I've been living and working in Afghanistan since January 2005 and I've spent a great deal of time, especially in recent months, in our field office in Kandahar and out in the rural areas of Kandahar. We've released a report, “Afghanistan Five Years Later”, which looked at the dynamics, particularly in southern Afghanistan, on the anniversary of 9/11.
We ourselves were surprised. I was surprised to find that even in the last eight to ten months there has been a dramatic deterioration in the security situation in Kandahar, as well as a poverty and starvation crisis among the rural communities of Kandahar.
Kandahar is now a complete war zone. The Taliban are not only winning militarily but, more importantly, they have begun to win the battle for the hearts and minds of the local Afghan people.
The poverty crisis we saw in Kandahar and the rest of southern Afghanistan was due to three factors. This is based on our interviews of the locals in the villages and what they told us was the cause for the refugee camps, and the problem with food and starvation.
First, there is a loss of livelihood through the U.S.-led forced poppy crop eradication last spring. As I'm sure you know, the economy of Kandahar is basically a poppy-crop economy.

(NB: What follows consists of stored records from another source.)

//! Universal per-model configuration.

use crate::config::llm_provider::LlmProvider;

/// Configuration for one LLM model invocation target.
///
/// The same struct serves both roles (generation and embedding); the
/// profiles facade decides which config is used for which call.
#[derive(Debug, Clone, PartialEq)]
pub struct LlmModelConfig {
    /// Backend to call (Ollama or OpenAI-compatible).
    pub provider: LlmProvider,

    /// Model identifier (e.g. `"qwen3:14b"`, `"gpt-4o-mini"`).
    pub model: String,

    /// Inference endpoint base URL.
    pub endpoint: String,

    /// Optional API key (required for OpenAI).
    pub api_key: Option<String>,

    /// Maximum number of tokens to generate, if supported.
    pub max_tokens: Option<u32>,

    /// Sampling temperature; the answering pipeline wants `0.0`.
    pub temperature: Option<f32>,

    /// Nucleus sampling parameter.
    pub top_p: Option<f32>,

    /// Request timeout in seconds.
    pub timeout_secs: Option<u64>,
}
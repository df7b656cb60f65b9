//! Ingestion pipeline: resolve embeddings → ensure collection → batched upsert.

use crate::config::{StoreConfig, VectorSpace};
use crate::embed::EmbeddingsProvider;
use crate::embed_pool::embed_missing;
use crate::errors::StoreError;
use crate::qdrant_facade::QdrantFacade;
use crate::record::ChunkRecord;

use qdrant_client::Payload;
use qdrant_client::qdrant::PointStruct;
use serde_json::json;
use tracing::{debug, info};
use uuid::Uuid;

/// Deterministic UUIDv5 from a logical record id, so re-ingesting the same
/// document overwrites points instead of duplicating them.
pub fn stable_uuid(id: &str) -> Uuid {
    Uuid::new_v5(&Uuid::NAMESPACE_URL, id.as_bytes())
}

/// Indexes chunk records into Qdrant.
///
/// 1. Embeds records that carry no precomputed vector.
/// 2. Ensures the collection exists (no reset).
/// 3. Upserts points in `cfg.upsert_batch` batches.
///
/// Returns the number of points written.
///
/// # Errors
/// Embedding, dimension-mismatch, or Qdrant failures.
pub async fn index_records(
    cfg: &StoreConfig,
    client: &QdrantFacade,
    mut records: Vec<ChunkRecord>,
    provider: &dyn EmbeddingsProvider,
) -> Result<u64, StoreError> {
    if records.is_empty() {
        debug!("index_records: no records to ingest");
        return Ok(0);
    }

    info!("index_records: {} records", records.len());

    let concurrency = embedding_concurrency();
    embed_missing(&mut records, provider, cfg.embedding_dim, concurrency).await?;

    client
        .ensure_collection(&VectorSpace {
            size: cfg.embedding_dim,
            distance: cfg.distance,
        })
        .await?;

    let mut total: u64 = 0;
    let batch_size = cfg.upsert_batch.max(1);
    for batch in records.chunks(batch_size) {
        let points = build_points(batch, cfg.embedding_dim)?;
        total += client.upsert_points(points).await?;
    }

    info!("index_records: ingested {} points", total);
    Ok(total)
}

/// Parse `EMBEDDING_CONCURRENCY` env var (default 4).
fn embedding_concurrency() -> usize {
    std::env::var("EMBEDDING_CONCURRENCY")
        .ok()
        .and_then(|s| s.parse::<usize>().ok())
        .unwrap_or(4)
}

fn build_points(batch: &[ChunkRecord], dim: usize) -> Result<Vec<PointStruct>, StoreError> {
    let mut points = Vec::with_capacity(batch.len());

    for r in batch {
        let vector = r.embedding.clone().ok_or_else(|| {
            StoreError::Embedding(format!("record {} has no embedding after pool", r.id))
        })?;
        if vector.len() != dim {
            return Err(StoreError::VectorSizeMismatch {
                got: vector.len(),
                want: dim,
            });
        }

        let payload: Payload = json!({
            "content": r.content,
            "source": r.source,
            "page": r.page,
            "seq": r.seq,
        })
        .try_into()
        .map_err(|e| StoreError::Qdrant(format!("payload convert: {e}")))?;

        points.push(PointStruct::new(
            stable_uuid(&r.id).to_string(),
            vector,
            payload,
        ));
    }

    Ok(points)
}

There is displacement of the population due to the bombing and the localized violence, especially in Panjwai, and it is a desert area that has suffered from recurrent drought. It's a dust bowl now. And for those of you who are familiar with drought in the Canadian prairies, it's very similar to what my parents described to me during those years.
Makeshift unofficial camps have sprung up and a starvation crisis is jeopardizing the survival of many, especially the young and the very old. Children are starving to death, literally down the road from the Canadian military base in Kandahar, and there are people in makeshift camps who have received no aid from anyone, not from us nor from the UN.
It was clear I was the first foreigner they had seen. They asked us for food and they stated they had not received any food relief from any foreigners, nor any Afghans.
This extreme poverty has led to a growing anger and resentment against the international community and is directly fueling the insurgency and support for the Taliban. People feel abandoned by the internationals and by the Canadians, who they originally believed were there to help them. Canadian troops in Kandahar are therefore fighting the Taliban insurgency against the backdrop of an increasingly hostile local population.
Eradication is generating support for the Taliban. The U.S.-led forced eradication of poppy fields that took place in Kandahar meant that many farmers lost their livelihood and they are now struggling to feed their families. The Afghans are not able to differentiate between American and Canadian soldiers; they can't tell the difference between Americans, Canadians, British, Dutch. They can't tell the difference between military personnel and private military contractors who are operating in the area.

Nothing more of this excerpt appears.